**Instructions for the task:** Every line of the following records that includes "iter" should be copied.

**Dataset entries:**
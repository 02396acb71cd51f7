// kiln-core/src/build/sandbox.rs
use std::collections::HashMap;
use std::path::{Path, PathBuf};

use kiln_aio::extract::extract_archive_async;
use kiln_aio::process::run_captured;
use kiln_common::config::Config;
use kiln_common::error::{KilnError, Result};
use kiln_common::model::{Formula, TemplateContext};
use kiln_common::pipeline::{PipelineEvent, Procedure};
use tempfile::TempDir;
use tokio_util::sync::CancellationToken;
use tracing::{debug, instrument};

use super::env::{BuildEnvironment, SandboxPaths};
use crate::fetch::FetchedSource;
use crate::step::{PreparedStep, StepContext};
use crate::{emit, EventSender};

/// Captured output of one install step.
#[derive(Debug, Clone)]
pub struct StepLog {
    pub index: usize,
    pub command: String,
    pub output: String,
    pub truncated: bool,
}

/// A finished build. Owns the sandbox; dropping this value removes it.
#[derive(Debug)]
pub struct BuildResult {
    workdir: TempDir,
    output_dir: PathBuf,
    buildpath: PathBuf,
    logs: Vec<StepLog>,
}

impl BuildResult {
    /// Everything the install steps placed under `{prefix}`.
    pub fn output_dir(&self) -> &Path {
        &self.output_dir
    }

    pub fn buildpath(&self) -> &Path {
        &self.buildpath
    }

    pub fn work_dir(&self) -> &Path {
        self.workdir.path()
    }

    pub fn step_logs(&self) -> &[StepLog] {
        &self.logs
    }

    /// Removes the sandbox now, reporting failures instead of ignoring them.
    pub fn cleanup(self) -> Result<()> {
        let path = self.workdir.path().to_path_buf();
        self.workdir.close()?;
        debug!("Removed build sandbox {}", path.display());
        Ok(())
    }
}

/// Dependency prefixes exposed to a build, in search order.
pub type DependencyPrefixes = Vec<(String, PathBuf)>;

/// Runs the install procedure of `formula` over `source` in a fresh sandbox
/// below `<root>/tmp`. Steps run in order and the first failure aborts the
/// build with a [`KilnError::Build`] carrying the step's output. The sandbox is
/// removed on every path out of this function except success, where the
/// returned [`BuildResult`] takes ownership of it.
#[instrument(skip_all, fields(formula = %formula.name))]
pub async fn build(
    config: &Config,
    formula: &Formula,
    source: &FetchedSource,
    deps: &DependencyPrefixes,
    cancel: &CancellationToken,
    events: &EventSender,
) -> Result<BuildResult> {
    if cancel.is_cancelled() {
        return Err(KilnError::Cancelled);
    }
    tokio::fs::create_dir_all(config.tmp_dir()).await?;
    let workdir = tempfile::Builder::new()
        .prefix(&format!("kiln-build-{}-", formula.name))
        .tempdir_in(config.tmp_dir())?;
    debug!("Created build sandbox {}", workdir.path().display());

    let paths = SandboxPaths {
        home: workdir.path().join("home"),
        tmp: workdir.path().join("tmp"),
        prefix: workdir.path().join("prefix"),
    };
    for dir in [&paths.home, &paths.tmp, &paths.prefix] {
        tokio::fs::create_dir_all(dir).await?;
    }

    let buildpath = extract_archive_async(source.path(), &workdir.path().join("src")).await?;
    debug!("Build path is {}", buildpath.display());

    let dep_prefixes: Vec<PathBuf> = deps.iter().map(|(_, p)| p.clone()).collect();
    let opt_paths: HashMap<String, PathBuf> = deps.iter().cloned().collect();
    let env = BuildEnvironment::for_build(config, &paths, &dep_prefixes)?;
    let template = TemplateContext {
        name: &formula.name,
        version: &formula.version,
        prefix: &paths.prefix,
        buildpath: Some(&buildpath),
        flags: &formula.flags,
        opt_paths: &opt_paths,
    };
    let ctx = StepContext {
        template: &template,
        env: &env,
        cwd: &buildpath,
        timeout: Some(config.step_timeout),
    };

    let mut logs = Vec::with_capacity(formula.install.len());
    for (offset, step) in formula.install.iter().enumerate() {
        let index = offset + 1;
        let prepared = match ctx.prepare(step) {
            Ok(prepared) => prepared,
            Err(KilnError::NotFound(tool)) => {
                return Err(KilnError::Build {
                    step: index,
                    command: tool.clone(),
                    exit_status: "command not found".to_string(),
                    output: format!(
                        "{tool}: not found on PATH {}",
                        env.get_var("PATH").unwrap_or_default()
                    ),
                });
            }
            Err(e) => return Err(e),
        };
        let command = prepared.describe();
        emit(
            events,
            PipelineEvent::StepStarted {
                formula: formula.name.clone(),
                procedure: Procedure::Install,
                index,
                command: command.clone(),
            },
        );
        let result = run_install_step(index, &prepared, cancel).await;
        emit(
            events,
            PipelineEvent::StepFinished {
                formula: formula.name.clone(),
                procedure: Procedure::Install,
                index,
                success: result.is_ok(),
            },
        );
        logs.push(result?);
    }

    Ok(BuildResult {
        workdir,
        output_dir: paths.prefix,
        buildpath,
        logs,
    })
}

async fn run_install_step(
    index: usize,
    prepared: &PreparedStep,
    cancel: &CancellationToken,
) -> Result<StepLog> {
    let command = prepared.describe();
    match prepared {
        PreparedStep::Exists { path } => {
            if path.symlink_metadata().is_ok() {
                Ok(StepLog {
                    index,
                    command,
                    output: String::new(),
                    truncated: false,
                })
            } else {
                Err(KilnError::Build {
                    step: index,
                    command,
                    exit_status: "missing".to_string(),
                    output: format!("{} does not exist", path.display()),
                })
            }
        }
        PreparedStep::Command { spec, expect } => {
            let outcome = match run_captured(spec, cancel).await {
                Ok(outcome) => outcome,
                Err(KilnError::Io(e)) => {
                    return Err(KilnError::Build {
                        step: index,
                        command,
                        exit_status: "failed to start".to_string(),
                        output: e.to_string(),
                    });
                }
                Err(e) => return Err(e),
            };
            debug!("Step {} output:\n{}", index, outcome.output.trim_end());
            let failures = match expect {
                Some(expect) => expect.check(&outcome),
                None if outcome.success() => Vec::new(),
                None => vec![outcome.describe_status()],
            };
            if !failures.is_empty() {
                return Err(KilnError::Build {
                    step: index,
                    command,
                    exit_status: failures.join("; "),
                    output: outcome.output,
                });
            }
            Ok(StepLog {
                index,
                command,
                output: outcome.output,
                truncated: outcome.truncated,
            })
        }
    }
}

**Problem solution:**
    let dep_prefixes: Vec<PathBuf> = deps.iter().map(|(_, p)| p.clone()).collect();
    let opt_paths: HashMap<String, PathBuf> = deps.iter().cloned().collect();
    for (offset, step) in formula.install.iter().enumerate() {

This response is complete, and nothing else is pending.